The pattern options I chose for these were:
GREEN: short crop, hood with drawstring, banded short sleeves.
CORAL: short crop, hood with drawstring, lantern sleeves.
An alternative to this hack would be adding a drawstring instead of elastic like I did for this little cardi hack.
How cute is this one? It’s also super simple to make.
- Cut the front waistband in half and sew the short ends closed.
Don’t forget to account for seam allowance when cutting. As this was a spur-of-the-moment hack and I’d already cut the pieces I simply used 1/4″ SA for the waistbands.
- Skip Step 8 in the pattern (overlapping the plackets)
- Attach the waistband.
Options for this one were short crop, hood without drawstring, and fitted long sleeve.
You can also combine the elastic waistband with Kelly’s dress hack below for yet another look:
The sky is the limit! <3
Now go have fun with your new Feyre pattern!
If you have any questions, feel free to reach out.
Inverted Pleat Lantern Sleeve Hack
Y’all. Fall is in the air and I am here for it. Normally, I am a hot weather-summer-sun kinda person, but this year my Pinterest feed says otherwise. It also says that I need more tattoos, but that is a different topic for a different blog…
Speaking of Pinterest, during one of my endless scrolls, this one sweater kept catching my eye. A gorgeous gray little thing with inverted pleat sleeves. If you’re curious what those are, here is the definition straight from Merriam-Webster; an inverted pleat : a pleat formed by bringing two folded edges toward or to a center point on the outside of the material to form a box pleat on the inside.
The second Made for Mermaids had a testing call for the Adult Feyre, I applied.

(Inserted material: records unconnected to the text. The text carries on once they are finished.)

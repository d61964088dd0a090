//! Test doubles.
//!
//! - [`ScriptedTransport`] stands in for the network below the client stack.
//!   It replays queued replies and records what was sent.
//! - [`InMemoryIncarnationApi`] stands in for the whole client behind the
//!   [`IncarnationApi`] trait.
//!
//! # Examples
//!
//! ```
//! use foxops_client::testing::ScriptedTransport;
//! use foxops_client::{ClientConfig, Context, FoxopsClient, IncarnationId};
//!
//! # #[tokio::main(flavor = "current_thread")]
//! # async fn main() {
//! let transport = ScriptedTransport::new();
//! transport.push_status(204);
//!
//! let client = FoxopsClient::with_transport(
//!     ClientConfig::new("http://localhost", "token", "dev"),
//!     transport.clone(),
//! )
//! .unwrap();
//! client
//!     .delete_incarnation(&Context::background(), &IncarnationId::from("7"))
//!     .await
//!     .unwrap();
//!
//! assert_eq!(transport.requests()[0].path, "/api/incarnations/7");
//! # }
//! ```

use crate::client::{wait::wait_for_merge_request_status, IncarnationApi, DEFAULT_POLL_INTERVAL};
use crate::context::Context;
use crate::error::{ApiError, FoxopsError, Result};
use crate::transport::{Transport, TransportError};
use crate::types::{
    validate_template_data, CreateIncarnationRequest, Incarnation, IncarnationId,
    MergeRequestStatus, UpdateIncarnationRequest,
};
use async_trait::async_trait;
use bytes::Bytes;
use http::header::CONTENT_TYPE;
use http::{HeaderMap, Method};
use parking_lot::Mutex;
use reqwest::{Request, Response};
use serde::Serialize;
use std::collections::{BTreeMap, VecDeque};
use std::sync::Arc;
use std::time::Duration;
use url::Url;

/// A request as seen by [`ScriptedTransport`].
#[derive(Debug, Clone)]
pub struct RecordedRequest {
    pub method: Method,
    pub url: Url,
    pub path: String,
    pub headers: HeaderMap,
    pub body: Option<Bytes>,
}

impl RecordedRequest {
    /// First value of header `name`, if it is valid UTF-8.
    pub fn header(&self, name: &str) -> Option<&str> {
        self.headers.get(name).and_then(|value| value.to_str().ok())
    }

    /// All values of header `name`.
    pub fn header_values(&self, name: &str) -> Vec<String> {
        self.headers
            .get_all(name)
            .iter()
            .filter_map(|value| value.to_str().ok().map(str::to_string))
            .collect()
    }

    /// The body parsed as JSON.
    pub fn json(&self) -> Option<serde_json::Value> {
        self.body
            .as_ref()
            .and_then(|body| serde_json::from_slice(body).ok())
    }
}

enum Reply {
    Response { status: u16, body: Bytes },
    ConnectionError(String),
    Hang,
}

#[derive(Default)]
struct Script {
    replies: VecDeque<Reply>,
    requests: Vec<RecordedRequest>,
}

/// Base transport that replays queued replies in order.
///
/// Clones share the same queue and request log. Once the queue is empty
/// every request fails with a connection error.
#[derive(Clone, Default)]
pub struct ScriptedTransport {
    script: Arc<Mutex<Script>>,
}

impl ScriptedTransport {
    pub fn new() -> Self {
        Self::default()
    }

    /// Queue an empty response.
    pub fn push_status(&self, status: u16) {
        self.push_body(status, Bytes::new());
    }

    /// Queue a response with a raw body.
    pub fn push_body(&self, status: u16, body: impl Into<Bytes>) {
        self.script.lock().replies.push_back(Reply::Response {
            status,
            body: body.into(),
        });
    }

    /// Queue a JSON response.
    pub fn push_json<T: Serialize>(&self, status: u16, body: &T) {
        let body = serde_json::to_vec(body).unwrap_or_default();
        self.push_body(status, body);
    }

    /// Queue a connection failure.
    pub fn push_connection_error(&self, message: &str) {
        self.script
            .lock()
            .replies
            .push_back(Reply::ConnectionError(message.to_string()));
    }

    /// Queue a reply that never arrives.
    pub fn push_hang(&self) {
        self.script.lock().replies.push_back(Reply::Hang);
    }

    /// Every request received so far, oldest first.
    pub fn requests(&self) -> Vec<RecordedRequest> {
        self.script.lock().requests.clone()
    }

    pub fn request_count(&self) -> usize {
        self.script.lock().requests.len()
    }

    /// Replies still queued.
    pub fn remaining(&self) -> usize {
        self.script.lock().replies.len()
    }
}

#[async_trait]
impl Transport for ScriptedTransport {
    async fn execute(&self, request: Request) -> std::result::Result<Response, TransportError> {
        let recorded = RecordedRequest {
            method: request.method().clone(),
            path: request.url().path().to_string(),
            url: request.url().clone(),
            headers: request.headers().clone(),
            body: request
                .body()
                .and_then(|body| body.as_bytes())
                .map(Bytes::copy_from_slice),
        };

        let reply = {
            let mut script = self.script.lock();
            script.requests.push(recorded);
            script.replies.pop_front()
        };

        match reply {
            Some(Reply::Response { status, body }) => {
                let mut builder = http::Response::builder().status(status);
                if !body.is_empty() {
                    builder = builder.header(CONTENT_TYPE, "application/json");
                }
                builder
                    .body(body)
                    .map(Response::from)
                    .map_err(|err| TransportError::Connection(Box::new(err)))
            }
            Some(Reply::ConnectionError(message)) => Err(TransportError::Connection(message.into())),
            Some(Reply::Hang) => std::future::pending().await,
            None => Err(TransportError::Connection("no scripted reply left".into())),
        }
    }
}

#[derive(Default)]
struct Store {
    next_id: i64,
    next_merge_request: i64,
    incarnations: BTreeMap<i64, Incarnation>,
}

/// [`IncarnationApi`] kept entirely in memory.
///
/// Creating assigns sequential ids starting at 1. Updating records a new
/// commit and merge request, `merged` when auto-merge is on and `open`
/// otherwise. Use [`InMemoryIncarnationApi::set_merge_request_status`] to move
/// an open merge request along.
#[derive(Clone)]
pub struct InMemoryIncarnationApi {
    store: Arc<Mutex<Store>>,
    poll_interval: Duration,
}

impl Default for InMemoryIncarnationApi {
    fn default() -> Self {
        InMemoryIncarnationApi {
            store: Arc::default(),
            poll_interval: DEFAULT_POLL_INTERVAL,
        }
    }
}

impl InMemoryIncarnationApi {
    pub fn new() -> Self {
        Self::default()
    }

    pub fn with_poll_interval(mut self, interval: Duration) -> Self {
        self.poll_interval = interval;
        self
    }

    /// Overwrite the merge request status of an incarnation.
    ///
    /// Returns `false` if the incarnation does not exist.
    pub fn set_merge_request_status(&self, id: &IncarnationId, status: MergeRequestStatus) -> bool {
        let Ok(wire_id) = id.to_wire() else {
            return false;
        };
        match self.store.lock().incarnations.get_mut(&wire_id) {
            Some(incarnation) => {
                incarnation.merge_request_status = Some(status.to_string());
                true
            }
            None => false,
        }
    }

    /// Number of stored incarnations.
    pub fn len(&self) -> usize {
        self.store.lock().incarnations.len()
    }

    pub fn is_empty(&self) -> bool {
        self.len() == 0
    }

    fn not_found(expected: u16) -> FoxopsError {
        FoxopsError::UnexpectedStatus {
            expected,
            actual: 404,
            source: ApiError::Message {
                message: "incarnation not found".to_string(),
            },
        }
    }

    fn commit(repository: &str, serial: i64) -> (String, String) {
        let sha = format!("{serial:040x}");
        let url = format!("https://git.example.com/{repository}/-/commit/{sha}");
        (sha, url)
    }
}

#[async_trait]
impl IncarnationApi for InMemoryIncarnationApi {
    async fn get_incarnation(&self, ctx: &Context, id: &IncarnationId) -> Result<Incarnation> {
        let wire_id = id.to_wire()?;
        if let Some(err) = ctx.err() {
            return Err(err.into());
        }
        self.store
            .lock()
            .incarnations
            .get(&wire_id)
            .cloned()
            .ok_or_else(|| Self::not_found(200))
    }

    async fn get_incarnation_with_merge_request_status(
        &self,
        ctx: &Context,
        id: &IncarnationId,
        status: &str,
    ) -> Result<Incarnation> {
        wait_for_merge_request_status(ctx, id, status, self.poll_interval, || {
            self.get_incarnation(ctx, id)
        })
        .await
    }

    async fn create_incarnation(
        &self,
        ctx: &Context,
        request: &CreateIncarnationRequest,
    ) -> Result<Incarnation> {
        validate_template_data(&request.template_data)?;
        if let Some(err) = ctx.err() {
            return Err(err.into());
        }

        let mut store = self.store.lock();
        store.next_id += 1;
        let id = store.next_id;
        let (commit_sha, commit_url) = Self::commit(&request.incarnation_repository, id);

        let incarnation = Incarnation {
            id: IncarnationId::from(id),
            incarnation_repository: request.incarnation_repository.clone(),
            target_directory: request
                .target_directory
                .clone()
                .unwrap_or_else(|| ".".to_string()),
            template_repository: request.template_repository.clone(),
            template_repository_version: request.template_repository_version.clone(),
            template_data: request.template_data.clone(),
            commit_sha,
            commit_url,
            merge_request_id: None,
            merge_request_url: None,
            merge_request_status: None,
        };
        store.incarnations.insert(id, incarnation.clone());
        Ok(incarnation)
    }

    async fn update_incarnation(
        &self,
        ctx: &Context,
        id: &IncarnationId,
        request: &UpdateIncarnationRequest,
    ) -> Result<Incarnation> {
        let wire_id = id.to_wire()?;
        validate_template_data(&request.template_data)?;
        if let Some(err) = ctx.err() {
            return Err(err.into());
        }

        let mut store = self.store.lock();
        store.next_merge_request += 1;
        let merge_request = store.next_merge_request;
        let incarnation = store
            .incarnations
            .get_mut(&wire_id)
            .ok_or_else(|| Self::not_found(200))?;

        let (commit_sha, commit_url) =
            Self::commit(&incarnation.incarnation_repository, 1_000_000 + merge_request);
        let status = if request.automerge {
            MergeRequestStatus::Merged
        } else {
            MergeRequestStatus::Open
        };

        incarnation.template_repository_version = request.template_repository_version.clone();
        incarnation.template_data = request.template_data.clone();
        incarnation.commit_sha = commit_sha;
        incarnation.commit_url = commit_url;
        incarnation.merge_request_id = Some(merge_request.to_string());
        incarnation.merge_request_url = Some(format!(
            "https://git.example.com/{}/-/merge_requests/{merge_request}",
            incarnation.incarnation_repository
        ));
        incarnation.merge_request_status = Some(status.to_string());

        Ok(incarnation.clone())
    }

    async fn delete_incarnation(&self, ctx: &Context, id: &IncarnationId) -> Result<()> {
        let wire_id = id.to_wire()?;
        if let Some(err) = ctx.err() {
            return Err(err.into());
        }
        self.store
            .lock()
            .incarnations
            .remove(&wire_id)
            .map(|_| ())
            .ok_or_else(|| Self::not_found(204))
    }
}
//! Helpers shared by the client operations.
//!
//! - Status code classification for retries
//! - Exponential backoff
//! - Expected-status checks and error body decoding

use crate::error::{ApiError, DecodeError, FoxopsError, Result};
use crate::protocol::wire::ApiErrorBody;
use bytes::Bytes;
use http::{Method, StatusCode};
use reqwest::Response;
use std::time::Duration;

/// Check if status code indicates a transient server-side failure.
///
/// ```
/// use foxops_client::client::is_retryable_status;
///
/// assert!(is_retryable_status(503));
/// assert!(!is_retryable_status(404));
/// ```
pub fn is_retryable_status(status: u16) -> bool {
    matches!(status, 408 | 425 | 429 | 500 | 502 | 503 | 504)
}

/// Check if repeating a request with this method has no additional effect.
pub fn is_idempotent(method: &Method) -> bool {
    matches!(
        *method,
        Method::GET | Method::HEAD | Method::PUT | Method::DELETE | Method::OPTIONS
    )
}

/// Exponential backoff delay calculation
///
/// Returns `base * multiplier^attempt`, capped at `max`.
///
/// ```
/// use foxops_client::client::exponential_backoff;
/// use std::time::Duration;
///
/// let delay = exponential_backoff(2, Duration::from_millis(100), 2.0, Duration::from_secs(1));
/// assert_eq!(delay, Duration::from_millis(400));
/// ```
pub fn exponential_backoff(attempt: u32, base: Duration, multiplier: f64, max: Duration) -> Duration {
    let factor = multiplier.max(1.0).powi(attempt.min(32) as i32);
    let delay = base.as_secs_f64() * factor;
    if !delay.is_finite() || delay >= max.as_secs_f64() {
        max
    } else {
        Duration::from_secs_f64(delay)
    }
}

/// Return the body if the response carries `expected`, the server's error otherwise.
///
/// On a mismatch the body is read and decoded as `{"message": ...}`. Whatever
/// happens while doing so becomes the cause of
/// [`FoxopsError::UnexpectedStatus`], which also carries both status codes.
pub(crate) async fn expect_status(response: Response, expected: StatusCode) -> Result<Bytes> {
    let actual = response.status();
    if actual == expected {
        return response
            .bytes()
            .await
            .map_err(|err| FoxopsError::Decode(DecodeError::Read(err)));
    }

    let cause = match response.bytes().await {
        Err(err) => ApiError::UnreadableBody(err),
        Ok(body) => match serde_json::from_slice::<ApiErrorBody>(&body) {
            Ok(error) => ApiError::Message {
                message: error.message,
            },
            Err(err) => ApiError::UndecodableBody(err),
        },
    };
    tracing::debug!(
        expected = expected.as_u16(),
        actual = actual.as_u16(),
        cause = %cause,
        "unexpected response status"
    );

    Err(FoxopsError::UnexpectedStatus {
        expected: expected.as_u16(),
        actual: actual.as_u16(),
        source: cause,
    })
}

Obvs with the intention (once past fit tests and finals, of course!) I was going to hack it to the sweater of my Pinterest dreams! It turned out so perfect that I want to share with you how to do this yourselves. It’s easy, I promise. Some of you will most likely prefer it over gathering!
We are going to start off by making a small modification to the lantern sleeve. Print and cut out your size.
Yes, I use old fabric scissors to cut out my paper patterns, don’t judge me! They no longer work on fabric. Oopsie. Once your pattern is cut out, use your preferred method to mark the mid point of the sleeve and the where the black “gather-to” line is. I made small triangles on mine.
Next, get a strip of scrap paper. Enough to go from the top of the sleeve to the bottom. Trace the right, curved side of the sleeve from the top to the cuff.
Keeping the bottom of the sleeve at the original pattern width, pivot the top only, to the left, one inch. Tape your original pattern down to the scrap paper that now has your new curve with the one extra inch at the top.
Cut out the “new” pattern piece. You can now go ahead and cut out your fabric! I have cut out two mirrored crop fronts, one crop back, two (modified) lantern sleeves, cuffs (I did slim these so I ended up gathering the cuff to create more of a poof), tall band, and shawl collar.
Take one of your lantern sleeves and place right side up.
Fold the left side over (right sides together) matching up the “gather-to” marking to the mid point marking.
Keeping those two points together, fold the same piece of fabric back, creating an accordion-like fold. Pin in place.
Do the same to the opposite side. Baste into place. This will make it 100 times easier when you sew the sleeve onto the bodice.
Ta da! The two pleats should meet exactly at the mid point of the sleeve, and you now have an inverted pleat!
That’s it! Construct the rest of the Feyre top per the tutorial, making sure you match up the shoulder seam with the pleat seam, and you are golden!
That’s it! What a beauty. Now off to find some grey sweater knit…
Have fun and, as always, please reach out with any questions! You can tag me in the group or message me directly.
When I saw the line drawing for Feyre, I thought that it could be really cute as a dress, and I was right! The simplest idea was to lengthen the bodice to turn the Feyre tunic into a dress.
I used a brushed rib sweater knit for this simple hack. The crossover bodice pieces meet the tunic bodice bottom piece at the natural waist, so it was easy to pin the tunic bodice pattern piece onto my shirt to see where it would end. I then measured down from there to where I wanted my dress to land (above my knees).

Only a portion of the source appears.